//! Engine process handling - spawn, observe and terminate engine processes

use super::EngineCommand;
use crate::error::{ControlError, Result};
use crate::metrics::OutputLine;
use std::path::PathBuf;
use std::process::ExitStatus;
use std::time::Duration;
use tokio::io::{AsyncBufReadExt, AsyncRead, BufReader};
use tokio::process::Child;
use tokio::sync::mpsc;

/// A single running engine process
pub struct EngineProcess {
    /// Position within the group; tags every output line
    index: usize,

    /// Remote hosts this process drives, or "local"
    label: String,

    /// Results file the process writes
    results_file: PathBuf,

    child: Child,

    /// Process ID captured at spawn time; on unix also the id of the
    /// process group the engine leads
    pid: Option<u32>,

    /// Set once the process has been reaped
    exited: bool,
}

impl EngineProcess {
    /// Spawn `command`, forwarding every stdout/stderr line to `output`
    pub fn spawn(
        index: usize,
        command: &EngineCommand,
        output: mpsc::Sender<OutputLine>,
    ) -> Result<Self> {
        let label = if command.remote_hosts.is_empty() {
            "local".to_string()
        } else {
            command.remote_hosts.join(",")
        };

        tracing::info!(
            engine = index,
            target = %label,
            program = %command.program.display(),
            args = ?command.args(),
            "Spawning engine"
        );

        let mut child = command.to_command().spawn().map_err(|e| {
            ControlError::Launch(format!(
                "failed to start {}: {}",
                command.program.display(),
                e
            ))
        })?;

        if let Some(stdout) = child.stdout.take() {
            tokio::spawn(forward_lines(index, stdout, output.clone()));
        }
        if let Some(stderr) = child.stderr.take() {
            tokio::spawn(forward_lines(index, stderr, output));
        }

        let pid = child.id();
        Ok(Self {
            index,
            label,
            results_file: command.results_file.clone(),
            child,
            pid,
            exited: false,
        })
    }

    pub fn index(&self) -> usize {
        self.index
    }

    pub fn label(&self) -> &str {
        &self.label
    }

    pub fn results_file(&self) -> &PathBuf {
        &self.results_file
    }

    pub fn pid(&self) -> Option<u32> {
        self.pid
    }

    /// Wait for the process to exit
    pub async fn wait(&mut self) -> std::io::Result<ExitStatus> {
        let status = self.child.wait().await;
        if status.is_ok() {
            self.exited = true;
        }
        status
    }

    /// Ask the engine to shut down, letting it flush its results.
    ///
    /// The signal goes to the whole process group, so launcher scripts that
    /// fork the JVM without `exec` are covered too.
    fn signal_terminate(&mut self) {
        #[cfg(unix)]
        self.signal_group(libc::SIGTERM);

        #[cfg(not(unix))]
        {
            let _ = self.child.start_kill();
        }
    }

    /// Force the engine and everything it started down
    async fn kill(&mut self) {
        #[cfg(unix)]
        self.signal_group(libc::SIGKILL);

        if let Err(e) = self.child.kill().await {
            tracing::warn!(engine = self.index, error = %e, "Failed to kill engine");
        }
        self.exited = true;
    }

    /// SIGKILL whatever is left of the group after the leader exited
    fn sweep(&self) {
        #[cfg(unix)]
        {
            if self.signal_group(libc::SIGKILL) {
                tracing::debug!(engine = self.index, "Killed leftover engine processes");
            }
        }
    }

    /// Send `signal` to the process group; false if nothing received it
    #[cfg(unix)]
    fn signal_group(&self, signal: libc::c_int) -> bool {
        let Some(pgid) = self.pid.and_then(|pid| libc::pid_t::try_from(pid).ok()) else {
            return false;
        };
        if pgid <= 0 {
            return false;
        }
        // SAFETY: a negative pid addresses the group this engine leads. The
        // group id cannot be handed to another process while any member of
        // the group is still alive.
        unsafe { libc::kill(-pgid, signal) == 0 }
    }
}

impl Drop for EngineProcess {
    fn drop(&mut self) {
        // `kill_on_drop` only reaches the direct child
        #[cfg(unix)]
        {
            if !self.exited {
                self.signal_group(libc::SIGKILL);
            }
        }
    }
}

/// The engine processes of one session run.
///
/// Exactly one group exists per started session. Dropping the group kills
/// any process still alive.
pub struct ProcessGroup {
    processes: Vec<EngineProcess>,
}

impl ProcessGroup {
    /// Spawn one process per command.
    ///
    /// All-or-nothing: if any spawn fails, the processes already started are
    /// dropped (and therefore killed) and the error is returned.
    pub fn spawn(commands: &[EngineCommand], output: mpsc::Sender<OutputLine>) -> Result<Self> {
        if commands.is_empty() {
            return Err(ControlError::Launch("no engine invocations".to_string()));
        }

        let mut processes = Vec::with_capacity(commands.len());
        for (index, command) in commands.iter().enumerate() {
            processes.push(EngineProcess::spawn(index, command, output.clone())?);
        }
        Ok(Self { processes })
    }

    pub fn len(&self) -> usize {
        self.processes.len()
    }

    pub fn is_empty(&self) -> bool {
        self.processes.is_empty()
    }

    pub fn processes(&self) -> &[EngineProcess] {
        &self.processes
    }

    pub fn pids(&self) -> Vec<u32> {
        self.processes.iter().filter_map(EngineProcess::pid).collect()
    }

    pub fn results_files(&self) -> Vec<PathBuf> {
        self.processes
            .iter()
            .map(|p| p.results_file().clone())
            .collect()
    }

    /// Wait for every process to exit, in group order.
    ///
    /// Cancel safe: dropping the future leaves the processes untouched.
    pub async fn wait_all(&mut self) -> Vec<std::io::Result<ExitStatus>> {
        let mut statuses = Vec::with_capacity(self.processes.len());
        for process in &mut self.processes {
            statuses.push(process.wait().await);
        }
        statuses
    }

    /// SIGTERM every engine group, then kill whatever is left after `grace`
    pub async fn terminate(&mut self, grace: Duration) {
        for process in &mut self.processes {
            process.signal_terminate();
        }

        let deadline = tokio::time::Instant::now() + grace;
        for process in &mut self.processes {
            match tokio::time::timeout_at(deadline, process.wait()).await {
                Ok(Ok(status)) => {
                    tracing::debug!(engine = process.index, %status, "Engine terminated");
                    process.sweep();
                }
                Ok(Err(e)) => {
                    tracing::warn!(engine = process.index, error = %e, "Failed to reap engine");
                }
                Err(_) => {
                    tracing::warn!(
                        engine = process.index,
                        "Engine ignored termination signal, killing"
                    );
                    process.kill().await;
                }
            }
        }
    }
}

async fn forward_lines<R>(source: usize, stream: R, output: mpsc::Sender<OutputLine>)
where
    R: AsyncRead + Unpin + Send + 'static,
{
    let mut reader = BufReader::new(stream);
    let mut buf = Vec::new();

    loop {
        buf.clear();
        match reader.read_until(b'\n', &mut buf).await {
            Ok(0) => break,
            Ok(_) => {
                let line = String::from_utf8_lossy(&buf)
                    .trim_end_matches(['\r', '\n'])
                    .to_string();
                if output.send(OutputLine { source, line }).await.is_err() {
                    break;
                }
            }
            Err(e) => {
                tracing::debug!(engine = source, error = %e, "Engine output closed");
                break;
            }
        }
    }
}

* Work instructions: Wherever a line contains the string "ProcessGroup", copy that line from the data.

* Solved problem:
pub struct ProcessGroup {
impl ProcessGroup {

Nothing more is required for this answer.